• WHAT TO WORK ON:
Filter the lines below, keeping each one that holds "keys".

• SOURCE MATERIAL:
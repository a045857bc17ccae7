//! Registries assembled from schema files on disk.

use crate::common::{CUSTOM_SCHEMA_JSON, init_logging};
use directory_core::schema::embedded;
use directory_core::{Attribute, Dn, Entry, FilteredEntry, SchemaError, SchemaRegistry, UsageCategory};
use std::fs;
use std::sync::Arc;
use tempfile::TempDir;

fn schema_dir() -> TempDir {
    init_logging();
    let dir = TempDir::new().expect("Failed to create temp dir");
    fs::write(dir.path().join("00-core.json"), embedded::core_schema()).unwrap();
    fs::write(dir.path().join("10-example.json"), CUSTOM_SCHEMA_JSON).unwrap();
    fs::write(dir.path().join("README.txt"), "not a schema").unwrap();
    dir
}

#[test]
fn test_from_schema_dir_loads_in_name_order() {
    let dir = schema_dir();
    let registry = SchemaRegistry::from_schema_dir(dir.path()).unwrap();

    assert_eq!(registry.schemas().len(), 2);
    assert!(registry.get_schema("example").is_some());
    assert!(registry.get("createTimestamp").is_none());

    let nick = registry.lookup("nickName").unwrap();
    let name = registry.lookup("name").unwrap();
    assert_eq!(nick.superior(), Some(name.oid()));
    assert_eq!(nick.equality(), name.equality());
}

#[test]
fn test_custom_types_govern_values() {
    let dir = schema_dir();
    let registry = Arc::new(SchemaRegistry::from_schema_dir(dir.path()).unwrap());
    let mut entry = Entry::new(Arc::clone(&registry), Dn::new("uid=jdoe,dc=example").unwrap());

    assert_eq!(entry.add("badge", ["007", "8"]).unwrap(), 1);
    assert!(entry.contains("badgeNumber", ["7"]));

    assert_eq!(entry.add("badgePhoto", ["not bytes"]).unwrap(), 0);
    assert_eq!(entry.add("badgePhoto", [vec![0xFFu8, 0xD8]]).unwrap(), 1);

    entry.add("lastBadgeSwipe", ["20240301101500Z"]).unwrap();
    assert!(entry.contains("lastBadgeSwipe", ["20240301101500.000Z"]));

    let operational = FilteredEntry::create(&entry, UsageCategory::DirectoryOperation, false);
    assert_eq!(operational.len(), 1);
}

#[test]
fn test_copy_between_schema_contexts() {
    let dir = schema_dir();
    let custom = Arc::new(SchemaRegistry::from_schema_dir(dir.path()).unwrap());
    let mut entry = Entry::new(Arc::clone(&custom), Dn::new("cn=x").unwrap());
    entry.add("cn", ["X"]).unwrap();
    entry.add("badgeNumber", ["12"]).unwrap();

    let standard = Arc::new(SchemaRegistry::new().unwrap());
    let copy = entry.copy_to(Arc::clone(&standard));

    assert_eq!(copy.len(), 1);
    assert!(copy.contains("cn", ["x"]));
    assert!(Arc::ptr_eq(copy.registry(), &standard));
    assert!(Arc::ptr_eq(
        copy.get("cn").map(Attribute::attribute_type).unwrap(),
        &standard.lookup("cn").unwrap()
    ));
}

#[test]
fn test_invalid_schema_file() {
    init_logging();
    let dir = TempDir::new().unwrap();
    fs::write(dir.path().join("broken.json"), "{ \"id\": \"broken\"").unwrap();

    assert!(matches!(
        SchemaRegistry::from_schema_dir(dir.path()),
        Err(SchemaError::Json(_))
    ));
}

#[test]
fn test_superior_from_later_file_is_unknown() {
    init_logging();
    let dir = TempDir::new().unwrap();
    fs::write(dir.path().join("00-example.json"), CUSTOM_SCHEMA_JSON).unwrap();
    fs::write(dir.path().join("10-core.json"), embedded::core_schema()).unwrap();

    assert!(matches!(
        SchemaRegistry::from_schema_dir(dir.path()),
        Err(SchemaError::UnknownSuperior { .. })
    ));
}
* * *
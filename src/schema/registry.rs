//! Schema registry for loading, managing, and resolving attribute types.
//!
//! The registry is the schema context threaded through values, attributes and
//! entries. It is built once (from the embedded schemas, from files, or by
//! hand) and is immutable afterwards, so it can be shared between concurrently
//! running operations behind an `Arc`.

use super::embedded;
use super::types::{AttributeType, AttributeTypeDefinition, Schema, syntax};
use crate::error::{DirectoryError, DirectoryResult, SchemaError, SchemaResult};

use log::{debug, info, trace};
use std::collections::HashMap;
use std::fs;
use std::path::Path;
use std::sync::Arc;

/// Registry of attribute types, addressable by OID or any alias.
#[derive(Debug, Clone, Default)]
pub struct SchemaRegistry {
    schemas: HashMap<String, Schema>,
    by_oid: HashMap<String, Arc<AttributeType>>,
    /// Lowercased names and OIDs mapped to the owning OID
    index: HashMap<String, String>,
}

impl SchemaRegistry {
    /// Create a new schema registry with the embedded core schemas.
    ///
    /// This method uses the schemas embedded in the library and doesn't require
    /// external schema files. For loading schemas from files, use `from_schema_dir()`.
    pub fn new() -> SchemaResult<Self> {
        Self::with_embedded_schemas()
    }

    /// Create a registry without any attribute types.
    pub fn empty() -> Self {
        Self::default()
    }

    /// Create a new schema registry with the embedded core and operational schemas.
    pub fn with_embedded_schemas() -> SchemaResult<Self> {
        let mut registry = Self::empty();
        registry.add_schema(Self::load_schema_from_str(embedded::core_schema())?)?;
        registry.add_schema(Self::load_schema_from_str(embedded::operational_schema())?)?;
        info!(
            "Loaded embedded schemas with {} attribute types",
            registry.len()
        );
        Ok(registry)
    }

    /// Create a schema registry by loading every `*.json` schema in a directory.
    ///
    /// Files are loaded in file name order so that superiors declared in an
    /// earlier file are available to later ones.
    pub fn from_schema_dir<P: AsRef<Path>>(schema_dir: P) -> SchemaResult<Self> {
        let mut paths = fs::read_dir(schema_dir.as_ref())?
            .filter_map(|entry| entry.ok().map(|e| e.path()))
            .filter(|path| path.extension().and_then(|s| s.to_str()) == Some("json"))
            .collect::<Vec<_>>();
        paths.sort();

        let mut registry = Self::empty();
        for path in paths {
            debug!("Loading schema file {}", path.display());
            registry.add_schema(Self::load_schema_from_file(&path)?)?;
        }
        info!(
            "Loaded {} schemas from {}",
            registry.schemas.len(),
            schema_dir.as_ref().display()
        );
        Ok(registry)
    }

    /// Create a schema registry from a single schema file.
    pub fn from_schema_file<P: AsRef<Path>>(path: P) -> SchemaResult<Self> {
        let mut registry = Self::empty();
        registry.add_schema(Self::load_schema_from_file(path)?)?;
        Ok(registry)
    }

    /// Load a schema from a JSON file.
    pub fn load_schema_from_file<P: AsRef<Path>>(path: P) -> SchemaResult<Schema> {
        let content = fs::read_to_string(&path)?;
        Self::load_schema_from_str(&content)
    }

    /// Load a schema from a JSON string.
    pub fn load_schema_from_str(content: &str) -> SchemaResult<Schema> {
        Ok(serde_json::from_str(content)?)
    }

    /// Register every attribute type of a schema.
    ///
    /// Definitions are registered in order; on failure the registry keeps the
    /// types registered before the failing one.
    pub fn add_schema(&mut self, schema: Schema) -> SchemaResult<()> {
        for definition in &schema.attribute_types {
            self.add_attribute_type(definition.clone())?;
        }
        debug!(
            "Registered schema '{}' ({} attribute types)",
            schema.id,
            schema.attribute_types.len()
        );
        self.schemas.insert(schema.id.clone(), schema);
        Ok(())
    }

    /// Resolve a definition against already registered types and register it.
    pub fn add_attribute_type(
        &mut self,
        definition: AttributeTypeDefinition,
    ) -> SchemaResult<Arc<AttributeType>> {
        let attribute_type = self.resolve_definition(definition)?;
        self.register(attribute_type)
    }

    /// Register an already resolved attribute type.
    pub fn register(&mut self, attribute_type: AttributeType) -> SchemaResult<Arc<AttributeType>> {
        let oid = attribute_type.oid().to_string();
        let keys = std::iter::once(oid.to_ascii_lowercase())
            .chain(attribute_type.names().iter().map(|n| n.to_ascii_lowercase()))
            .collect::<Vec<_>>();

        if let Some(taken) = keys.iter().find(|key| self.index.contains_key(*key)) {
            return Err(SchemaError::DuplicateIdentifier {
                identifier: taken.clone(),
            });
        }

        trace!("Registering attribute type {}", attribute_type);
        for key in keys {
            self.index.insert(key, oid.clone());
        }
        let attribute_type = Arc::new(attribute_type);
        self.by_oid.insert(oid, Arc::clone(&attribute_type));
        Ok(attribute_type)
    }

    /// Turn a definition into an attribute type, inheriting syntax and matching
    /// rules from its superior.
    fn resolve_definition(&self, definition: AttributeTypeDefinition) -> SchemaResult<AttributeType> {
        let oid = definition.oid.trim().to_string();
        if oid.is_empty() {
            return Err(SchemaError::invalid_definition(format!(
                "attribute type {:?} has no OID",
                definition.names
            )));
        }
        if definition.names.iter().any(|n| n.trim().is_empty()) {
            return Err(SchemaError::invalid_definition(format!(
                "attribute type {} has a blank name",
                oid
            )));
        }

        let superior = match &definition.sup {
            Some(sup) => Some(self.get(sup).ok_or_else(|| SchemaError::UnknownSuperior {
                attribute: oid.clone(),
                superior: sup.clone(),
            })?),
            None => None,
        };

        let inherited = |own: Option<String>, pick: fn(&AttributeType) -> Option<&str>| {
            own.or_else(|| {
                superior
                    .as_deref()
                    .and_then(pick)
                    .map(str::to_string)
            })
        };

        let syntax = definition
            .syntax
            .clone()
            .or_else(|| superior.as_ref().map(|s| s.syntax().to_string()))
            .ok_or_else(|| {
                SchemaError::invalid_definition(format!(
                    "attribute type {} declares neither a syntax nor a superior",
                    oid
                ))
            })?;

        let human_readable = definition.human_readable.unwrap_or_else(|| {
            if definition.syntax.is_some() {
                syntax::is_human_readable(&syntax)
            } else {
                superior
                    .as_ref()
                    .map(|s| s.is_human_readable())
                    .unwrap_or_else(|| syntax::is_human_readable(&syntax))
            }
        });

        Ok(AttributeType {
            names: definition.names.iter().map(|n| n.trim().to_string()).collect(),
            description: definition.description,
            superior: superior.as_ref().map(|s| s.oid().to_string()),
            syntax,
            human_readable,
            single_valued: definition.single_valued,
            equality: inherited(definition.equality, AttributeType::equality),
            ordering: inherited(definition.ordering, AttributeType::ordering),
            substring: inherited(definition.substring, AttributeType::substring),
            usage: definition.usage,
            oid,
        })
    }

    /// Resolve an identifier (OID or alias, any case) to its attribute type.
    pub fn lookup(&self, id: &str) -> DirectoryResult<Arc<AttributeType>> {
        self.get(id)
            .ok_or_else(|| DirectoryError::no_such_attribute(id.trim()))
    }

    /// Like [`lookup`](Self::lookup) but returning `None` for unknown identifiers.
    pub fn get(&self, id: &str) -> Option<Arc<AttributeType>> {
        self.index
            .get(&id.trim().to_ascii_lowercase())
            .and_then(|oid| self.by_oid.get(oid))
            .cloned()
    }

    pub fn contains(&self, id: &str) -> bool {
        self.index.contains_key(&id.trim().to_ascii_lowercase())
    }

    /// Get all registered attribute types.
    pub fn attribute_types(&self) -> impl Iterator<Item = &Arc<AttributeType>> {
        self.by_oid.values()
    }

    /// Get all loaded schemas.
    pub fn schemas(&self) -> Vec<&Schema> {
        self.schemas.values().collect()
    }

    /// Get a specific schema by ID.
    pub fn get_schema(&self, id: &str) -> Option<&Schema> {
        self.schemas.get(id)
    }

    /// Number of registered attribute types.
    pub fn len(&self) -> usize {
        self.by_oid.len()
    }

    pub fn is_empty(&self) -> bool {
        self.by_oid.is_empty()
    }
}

• ANSWER BOX:
        let keys = std::iter::once(oid.to_ascii_lowercase())
        if let Some(taken) = keys.iter().find(|key| self.index.contains_key(*key)) {
        for key in keys {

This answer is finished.